The Elegance of Cedarwood
by Marina Barcenilla
There are several varieties of cedarwood oil, but the Atlas and Virginia types are always top of the list and for good reason. Cedarwood oil is well known for its long list of therapeutic benefits and it’s a must-have in any aromatherapy kit. This oil is often used to treat all sorts of skin conditions because it has astringent and antiseptic qualities that can help in cases of acne, ulcers, psoriasis and eczema, as well as fungal infections, dandruff, oily skin and scalp.
Conditions affecting the respiratory system also respond well to cedarwood oil, which assists in the breaking down of mucus and can help with congestion, catarrh, bronchitis and chest infections. It stimulates and promotes good circulation and can be used to alleviate the symptoms of arthritis and rheumatism. All these benefits are complemented by a grounding and calming scent that evokes ancient trees standing tall, watching the world go by, and reminding us that all bad things shall pass.

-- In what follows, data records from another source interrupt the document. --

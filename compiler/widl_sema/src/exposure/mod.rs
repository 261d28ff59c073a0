//! Pass 5: global names and exposure sets.
//!
//! ```text
//! 5a: Globals     [Global] / [PrimaryGlobal] names, at most one primary
//! 5b: Interfaces  explicit [Exposed] or the default set; namespaces alike
//! 5c: Mixins      explicit, else the union of every including interface
//! 5d: Subsets     interface within parent, member within owner
//! ```

use widl_diagnostic::IdlError;
use widl_ir::ast::{ExtAttr, ExtAttrValue};
use widl_ir::model::{DeclId, Declaration, ExposureSet, InterfaceKind};
use widl_ir::{Name, StringInterner};

use crate::context::{next_decl_id, Context};
use crate::suggest::suggest_similar;
use crate::validate::find;

struct ExposureNames {
    exposed: Name,
    global: Name,
    primary_global: Name,
}

impl ExposureNames {
    fn new(interner: &StringInterner) -> Self {
        ExposureNames {
            exposed: interner.intern("Exposed"),
            global: interner.intern("Global"),
            primary_global: interner.intern("PrimaryGlobal"),
        }
    }
}

/// Global names known after 5a.
struct Globals {
    /// Every name declared through `[Global]` or `[PrimaryGlobal]`.
    declared: ExposureSet,
    /// Exposure for declarations without `[Exposed]`.
    default: ExposureSet,
    /// The configured default global, always accepted in `[Exposed]`.
    fallback: Name,
}

impl Globals {
    fn is_known(&self, name: Name) -> bool {
        name == self.fallback || self.declared.contains(name)
    }
}

#[tracing::instrument(level = "debug", skip_all)]
pub(crate) fn compute_exposure(ctx: &mut Context<'_>) -> Result<(), IdlError> {
    let names = ExposureNames::new(ctx.interner);
    let globals = collect_globals(ctx, &names)?;
    tracing::debug!(globals = globals.declared.len(), "globals collected");

    let count = ctx.defs.len();
    let mut sets: Vec<Option<ExposureSet>> = vec![None; count];

    // 5b
    for decl in &ctx.defs.declarations {
        let (attrs, kind) = match decl {
            Declaration::Interface(iface) => (&iface.ext_attrs, Some(iface.kind)),
            Declaration::Namespace(ns) => (&ns.ext_attrs, None),
            _ => continue,
        };
        let set = match find(attrs, names.exposed) {
            Some(attr) => Some(exposure_of(ctx, &globals, attr)?),
            None => match kind {
                Some(InterfaceKind::Mixin) => None,
                Some(InterfaceKind::Callback) => Some(ExposureSet::new()),
                Some(InterfaceKind::Plain) | None => Some(globals.default.clone()),
            },
        };
        sets[decl.id().index()] = set;
    }

    // 5c
    for index in 0..count {
        if sets[index].is_some() {
            continue;
        }
        let mixin = next_decl_id(index);
        let mut union = ExposureSet::new();
        let mut included = false;
        for target in ctx.defs.interfaces() {
            if target.consequential.contains(&mixin) {
                included = true;
                if let Some(set) = &sets[target.id.index()] {
                    union.extend(set.iter());
                }
            }
        }
        sets[index] = Some(if included { union } else { globals.default.clone() });
    }

    let sets: Vec<ExposureSet> = sets.into_iter().map(Option::unwrap_or_default).collect();

    // 5d
    for iface in ctx.defs.interfaces() {
        let Some(parent) = iface.parent else { continue };
        let own = &sets[iface.id.index()];
        let inherited = &sets[parent.index()];
        if let Some(missing) = own.difference(inherited).next() {
            return Err(IdlError::exposure_subset(
                format!(
                    "`{}` is exposed on `{}` but its parent `{}` is not",
                    ctx.text(iface.name),
                    ctx.text(missing),
                    ctx.text(ctx.defs.declaration(parent).name()),
                ),
                iface.loc,
            ));
        }
    }

    let mut member_sets = Vec::with_capacity(ctx.defs.members.len());
    for member in &ctx.defs.members {
        let owner = &sets[member.owner.index()];
        let set = match find(&member.ext_attrs, names.exposed) {
            Some(attr) => {
                let set = exposure_of(ctx, &globals, attr)?;
                if let Some(missing) = set.difference(owner).next() {
                    let owner_name = ctx.text(ctx.defs.declaration(member.owner).name());
                    return Err(IdlError::exposure_subset(
                        format!(
                            "{} is exposed on `{}` but `{owner_name}` is not",
                            member
                                .name
                                .map_or_else(|| member.describe().to_owned(), |n| format!("`{}`", ctx.text(n))),
                            ctx.text(missing),
                        ),
                        attr.loc,
                    ));
                }
                set
            }
            None => owner.clone(),
        };
        member_sets.push(set);
    }

    for (member, set) in ctx.defs.members.iter_mut().zip(member_sets) {
        member.exposure = set;
    }
    for (decl, set) in ctx.defs.declarations.iter_mut().zip(sets) {
        match decl {
            Declaration::Interface(iface) => iface.exposure = set,
            Declaration::Namespace(ns) => ns.exposure = set,
            _ => {}
        }
    }
    Ok(())
}

fn collect_globals(ctx: &mut Context<'_>, names: &ExposureNames) -> Result<Globals, IdlError> {
    let mut declared = ExposureSet::new();
    let mut primary: Option<(DeclId, Vec<Name>)> = None;
    let mut assigned: Vec<(DeclId, Vec<Name>, bool)> = Vec::new();

    for iface in ctx.defs.interfaces() {
        let global = find(&iface.ext_attrs, names.global);
        let primary_attr = find(&iface.ext_attrs, names.primary_global);
        let Some(first) = global.or(primary_attr) else {
            continue;
        };
        if iface.kind != InterfaceKind::Plain {
            return Err(IdlError::kind_mismatch(
                format!(
                    "{} `{}` cannot be a global",
                    if iface.is_mixin() { "interface mixin" } else { "callback interface" },
                    ctx.text(iface.name)
                ),
                first.loc,
            ));
        }

        let mut global_names: Vec<Name> = Vec::new();
        for attr in [global, primary_attr].into_iter().flatten() {
            for &name in attr.value.idents() {
                if !global_names.contains(&name) {
                    global_names.push(name);
                }
            }
        }
        if global_names.is_empty() {
            global_names.push(iface.name);
        }

        if let Some(attr) = primary_attr {
            if let Some((prev, _)) = &primary {
                return Err(IdlError::invalid_global_name(
                    format!(
                        "`{}` and `{}` are both marked [PrimaryGlobal]",
                        ctx.text(ctx.defs.declaration(*prev).name()),
                        ctx.text(iface.name)
                    ),
                    attr.loc,
                )
                .with_related(ctx.defs.declaration(*prev).loc(), "first primary global"));
            }
            primary = Some((iface.id, global_names.clone()));
        }

        declared.extend(global_names.iter().copied());
        assigned.push((iface.id, global_names, primary_attr.is_some()));
    }

    for (id, global_names, is_primary) in assigned {
        if let Declaration::Interface(iface) = &mut ctx.defs.declarations[id.index()] {
            iface.global_names = global_names;
            iface.is_primary_global = is_primary;
        }
    }

    let fallback = ctx.interner.intern(&ctx.config.default_global);
    let default = match primary {
        Some((_, names)) => names.into_iter().collect(),
        None => std::iter::once(fallback).collect(),
    };
    Ok(Globals {
        declared,
        default,
        fallback,
    })
}

/// Exposure named by one `[Exposed]` attribute.
fn exposure_of(ctx: &Context<'_>, globals: &Globals, attr: &ExtAttr) -> Result<ExposureSet, IdlError> {
    if matches!(attr.value, ExtAttrValue::Wildcard) {
        return Ok(if globals.declared.is_empty() {
            globals.default.clone()
        } else {
            globals.declared.clone()
        });
    }

    let mut set = ExposureSet::new();
    for &name in attr.value.idents() {
        if !globals.is_known(name) {
            let text = ctx.text(name);
            let known = globals
                .declared
                .iter()
                .chain(std::iter::once(globals.fallback))
                .map(|n| ctx.text(n));
            let err = IdlError::invalid_global_name(
                format!("`{text}` is not a declared global name"),
                attr.loc,
            );
            return Err(match suggest_similar(text, known) {
                Some(similar) => err.with_suggestion(format!("did you mean `{similar}`?")),
                None => err.with_note("declare it with [Global] on an interface"),
            });
        }
        set.insert(name);
    }
    Ok(set)
}
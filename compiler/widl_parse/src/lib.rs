//! Recursive descent parser for WIDL.
//!
//! One [`parse`] call turns one fragment's tokens into an unresolved
//! [`Fragment`]. Nothing is cross-referenced here: parents, mixins and named
//! types stay as names until analysis at `finish`. The first syntax error
//! aborts the call.

mod cursor;
mod error_context;
mod grammar;

pub use cursor::Cursor;
pub use error_context::ErrorContext;

use widl_diagnostic::IdlError;
use widl_ir::ast::Fragment;
use widl_ir::{FileId, StringInterner, TokenList};

/// Grammar switches.
#[derive(Copy, Clone, Debug, PartialEq, Eq)]
pub struct ParseOptions {
    /// Accept the legacy `A implements B;` statement.
    pub allow_implements: bool,
}

impl Default for ParseOptions {
    fn default() -> Self {
        ParseOptions {
            allow_implements: true,
        }
    }
}

/// Parser state.
pub struct Parser<'a> {
    cursor: Cursor<'a>,
    options: ParseOptions,
}

impl<'a> Parser<'a> {
    pub fn new(
        tokens: &'a TokenList,
        interner: &'a StringInterner,
        file: FileId,
        options: ParseOptions,
    ) -> Self {
        Parser {
            cursor: Cursor::new(tokens, interner, file),
            options,
        }
    }

    /// Run `f`, tagging a syntax error it returns with "while parsing X".
    ///
    /// Only the innermost context is recorded.
    fn in_error_context<T>(
        &mut self,
        context: ErrorContext,
        f: impl FnOnce(&mut Self) -> Result<T, IdlError>,
    ) -> Result<T, IdlError> {
        f(self).map_err(|err| {
            if err.notes.is_empty() {
                err.with_note(format!("while parsing {}", context.description()))
            } else {
                err
            }
        })
    }

    /// Parse the whole token list as one fragment.
    #[tracing::instrument(level = "debug", skip_all)]
    pub fn parse_fragment(mut self) -> Result<Fragment, IdlError> {
        let mut definitions = Vec::new();
        while !self.cursor.is_at_end() {
            definitions.push(self.parse_definition()?);
        }
        tracing::debug!(
            file = self.cursor.file().raw(),
            count = definitions.len(),
            "fragment parsed"
        );
        Ok(Fragment {
            file: self.cursor.file(),
            definitions,
        })
    }
}

/// Parse a token list into a fragment.
pub fn parse(
    tokens: &TokenList,
    interner: &StringInterner,
    file: FileId,
    options: ParseOptions,
) -> Result<Fragment, IdlError> {
    Parser::new(tokens, interner, file, options).parse_fragment()
}

/// Lex and parse `source` in one step.
pub fn parse_source(
    source: &str,
    interner: &StringInterner,
    file: FileId,
    options: ParseOptions,
) -> Result<Fragment, IdlError> {
    let tokens = widl_lexer::lex(source, interner);
    parse(&tokens, interner, file, options)
}
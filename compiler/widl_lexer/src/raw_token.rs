//! Raw Token Definition
//!
//! The `RawToken` enum is the logos-derived tokenizer output before
//! string interning and numeric conversion.

use logos::Logos;

/// Raw token from logos (before interning).
#[derive(Logos, Debug, Clone, Copy, PartialEq)]
#[logos(skip r"[ \t\r\n]+")]
pub(crate) enum RawToken {
    #[regex(r"//[^\n]*")]
    LineComment,

    #[regex(r"/\*([^*]|\*+[^*/])*\*+/")]
    BlockComment,

    // Declarations
    #[token("interface")]
    Interface,
    #[token("partial")]
    Partial,
    #[token("mixin")]
    Mixin,
    #[token("callback")]
    Callback,
    #[token("dictionary")]
    Dictionary,
    #[token("enum")]
    Enum,
    #[token("typedef")]
    Typedef,
    #[token("namespace")]
    Namespace,
    #[token("includes")]
    Includes,
    #[token("implements")]
    Implements,

    // Members
    #[token("attribute")]
    Attribute,
    #[token("readonly")]
    Readonly,
    #[token("static")]
    Static,
    #[token("const")]
    Const,
    #[token("getter")]
    Getter,
    #[token("setter")]
    Setter,
    #[token("deleter")]
    Deleter,
    #[token("creator")]
    Creator,
    #[token("stringifier")]
    Stringifier,
    #[token("inherit")]
    Inherit,
    #[token("optional")]
    Optional,
    #[token("required")]
    Required,
    #[token("iterable")]
    Iterable,
    #[token("maplike")]
    Maplike,
    #[token("setlike")]
    Setlike,
    #[token("constructor")]
    Constructor,

    // Types
    #[token("any")]
    Any,
    #[token("object")]
    Object,
    #[token("void")]
    Void,
    #[token("undefined")]
    Undefined,
    #[token("boolean")]
    Boolean,
    #[token("byte")]
    Byte,
    #[token("octet")]
    Octet,
    #[token("short")]
    Short,
    #[token("long")]
    Long,
    #[token("unsigned")]
    Unsigned,
    #[token("unrestricted")]
    Unrestricted,
    #[token("float")]
    FloatType,
    #[token("double")]
    Double,
    #[token("DOMString")]
    DomString,
    #[token("ByteString")]
    ByteString,
    #[token("USVString")]
    UsvString,
    #[token("sequence")]
    Sequence,
    #[token("record")]
    Record,
    #[token("Promise")]
    Promise,
    #[token("FrozenArray")]
    FrozenArray,
    #[token("ObservableArray")]
    ObservableArray,
    #[token("or")]
    Or,

    // Values
    #[token("true")]
    True,
    #[token("false")]
    False,
    #[token("null")]
    Null,
    #[token("Infinity")]
    Infinity,
    #[token("NaN")]
    NaN,

    // Punctuation
    #[token("(")]
    LParen,
    #[token(")")]
    RParen,
    #[token("{")]
    LBrace,
    #[token("}")]
    RBrace,
    #[token("[")]
    LBracket,
    #[token("]")]
    RBracket,
    #[token("<")]
    Lt,
    #[token(">")]
    Gt,
    #[token(",")]
    Comma,
    #[token(";")]
    Semicolon,
    #[token(":")]
    Colon,
    #[token("=")]
    Eq,
    #[token("?")]
    Question,
    #[token("...")]
    Ellipsis,
    #[token("-")]
    Minus,
    #[token("*")]
    Star,

    // Literals. Numbers are parsed in `convert` so overflow can be reported
    // as its own problem instead of a generic lex error.
    #[regex(r"-?(0[xX][0-9a-fA-F]+|[1-9][0-9]*|0[0-7]*)")]
    Integer,

    #[regex(r"-?(([0-9]+\.[0-9]*|[0-9]*\.[0-9]+)([eE][+-]?[0-9]+)?|[0-9]+[eE][+-]?[0-9]+)")]
    Float,

    #[regex(r#""[^"]*""#)]
    String,

    /// A leading `_` escapes keywords and is not part of the name.
    #[regex(r"_?[A-Za-z][0-9A-Z_a-z-]*")]
    Ident,
}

Cedarwood oil is also essential in perfumery, where it’s appreciated for its long lasting aroma and the way in which it changes and evolves over time. Cedarwood Atlas sets the scene with rich, sweet and syrupy notes that add body and complexity to the opening of a perfume. They give way to a solid heartwood note with smooth and balsamic qualities that will fix more ethereal notes, and add longevity to a scent. Cedarwood Atlas blends well with all citrus oils, incense resins and balsams as well as other woody oils. Additionally, the way it complements floral and green aromatic notes can produce interesting perfume effects.
The scent of Virginia cedar, also known as Red Cedar, is quite different. It’s sharper, more astringent and smokier, opening with woody notes reminiscent of pencil shavings. In perfumery it adds a dry and spicy character that is not found in other wood oils. Its aroma remains woody and dry throughout and becomes balsamic as it dries down. Used skilfully, this oil blends seamlessly with citrus and incense notes, such as in Old Apothecary, as well as earthy notes and other woods. Both oils will add texture and layers of complexity to any perfume, bringing in elegance and timeless sophistication.
Marina Barcenilla is an independent perfumer and astrobiologist based in Glastonbury.